LRU thrashing mitigation, working set estimation, memory pressure signaling, shrinker priority, preemptible reclaim --- CPU MM has solved these problems through decades of production use. Every one of these solutions applies directly to GPU memory management, but only if you recognize the parallel.

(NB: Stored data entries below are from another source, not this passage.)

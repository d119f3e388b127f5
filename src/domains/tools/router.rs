//! Tool Router - builds the rmcp ToolRouter from the registry.
//!
//! Every descriptor in the [`ToolRegistry`] becomes one route; the router is
//! used by the rmcp `ServerHandler` for STDIO transport.

use rmcp::handler::server::tool::ToolRouter;

use super::registry::ToolRegistry;

/// Build the tool router with all registered tools.
pub fn build_tool_router<S>(registry: &ToolRegistry) -> ToolRouter<S>
where
    S: Send + Sync + 'static,
{
    registry
        .descriptors()
        .iter()
        .fold(ToolRouter::new(), |router, descriptor| {
            router.with_route(descriptor.create_route(registry.api()))
        })
}

#[cfg(test)]
mod tests {
    use super::*;
    use crate::domains::tools::testing::RecordingApi;
    use serde_json::json;

    struct TestServer {}

    #[test]
    fn test_build_router() {
        let registry = ToolRegistry::new(RecordingApi::ok(json!({})));
        let router: ToolRouter<TestServer> = build_tool_router(&registry);
        let tools = router.list_all();
        assert_eq!(tools.len(), 39);

        let names: Vec<_> = tools.iter().map(|t| t.name.as_ref()).collect();
        assert!(names.contains(&"list_orders"));
        assert!(names.contains(&"create_label"));
        assert!(names.contains(&"list_carrier_services"));
        assert!(names.contains(&"update_warehouse"));
        assert!(names.contains(&"subscribe_to_webhook"));
        assert!(names.contains(&"create_fulfillment_order"));
    }

    #[test]
    fn test_registry_matches_router() {
        let registry = ToolRegistry::new(RecordingApi::ok(json!({})));
        let registry_names = registry.tool_names();

        let router: ToolRouter<TestServer> = build_tool_router(&registry);
        let router_tools = router.list_all();
        let router_names: Vec<_> = router_tools.iter().map(|t| t.name.as_ref()).collect();

        assert_eq!(registry_names.len(), router_names.len());
        for name in registry_names {
            assert!(router_names.contains(&name));
        }
    }

    #[test]
    fn test_router_schemas_carry_properties() {
        let registry = ToolRegistry::new(RecordingApi::ok(json!({})));
        let router: ToolRouter<TestServer> = build_tool_router(&registry);
        let tool = router
            .list_all()
            .into_iter()
            .find(|t| t.name == "get_order")
            .unwrap();

        let properties = tool.input_schema.get("properties").unwrap();
        assert!(properties.get("orderId").is_some());
    }
}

4. Better debugging through analogy

When your GPU driver hits an eviction deadlock, the debugging techniques from CPU MM (lock ordering analysis, reclaim context tracing, memory pressure simulation) apply directly. When you see -ENOMEM from ttm_bo_validate(), you're looking at the GPU equivalent of an OOM condition --- and the resolution strategies are the same.

What This Column Is NOT

Not a CPU MM tutorial (though we explain enough CPU MM for each chapter to be self-contained)
Not a DRM driver tutorial (we assume you already write or maintain GPU drivers)
Not a hardware architecture comparison (we focus on the software abstractions in the kernel)
Not limited to one GPU vendor (TTM, GEM, and GPUVM are vendor-neutral frameworks)

The Column Structure

We progress from the most visible parallel (address spaces) to the deepest (convergence through HMM):

复制代码

Part I:   Address Spaces         mm_struct ↔ drm_gpuvm
Part II:  Physical Storage       buddy alloc ↔ TTM resources
Part III: Page Tables            PGD→PTE ↔ GPU page tables
Part IV:  Eviction & Swap        kswapd/LRU ↔ TTM eviction     ← centerpiece
Part V:   Demand Paging          page fault ↔ populate/validate
Part VI:  Hints & Policies       madvise ↔ GEM purgeable
Part VII: Convergence            HMM/SVM/ATS --- the merge
Part VIII: Engineering           debug, perf, design checklists

Each chapter follows a consistent four-part structure:

GPU Concept --- What you already know from DRM/TTM
CPU Mirror --- The exact CPU MM equivalent, with code
Why They Converge --- The architectural reason the parallel exists
Practical Implications --- What this means for your driver code

Prerequisites

To get the most from this column, you should have:

Working familiarity with the DRM subsystem (GEM objects, TTM buffer objects, IOCTLs)
Basic understanding of virtual memory (what a page table is, what a TLB does)
Ability to read Linux kernel C code
Access to a kernel source tree (6.x recommended) for following along

You do not need:

Deep CPU MM expertise (we build that as we go)
Knowledge of any specific GPU hardware architecture
Prior experience with HMM or ZONE_DEVICE

A Note on Convergence

When TTM was first written (2009), the GPU memory subsystem was a separate world. Buffers were explicitly allocated, explicitly placed, and explicitly bound. The "swap" analogy was implicit --- a design pattern, not a shared code path.

Today, that separation is dissolving:

drm_gpuvm (2023) explicitly models GPU VA spaces with the same abstractions as mm_struct
drm_gem_lru_scan() plugs GEM objects directly into the kernel's shrinker framework
GPU SVM drivers (drm_gpusvm, AMD KFD SVM) call hmm_range_fault(), which calls handle_mm_fault()
Device-private pages live in the CPU's page tables as swap-like entries

The GPU memory subsystem didn't just borrow terminology from CPU MM. It is rejoining CPU MM. Understanding both sides of this convergence is no longer optional for GPU systems engineers --- it is the job.

Let's Begin

In the next chapter, we start with the big picture: A Tale of Two Memory Hierarchies. We'll compare the CPU and GPU memory hierarchies side by side --- from register files to swap devices --- and establish why both inevitably arrive at virtual memory as the solution.

Then we dive in, one concept at a time, until the full isomorphism is laid bare.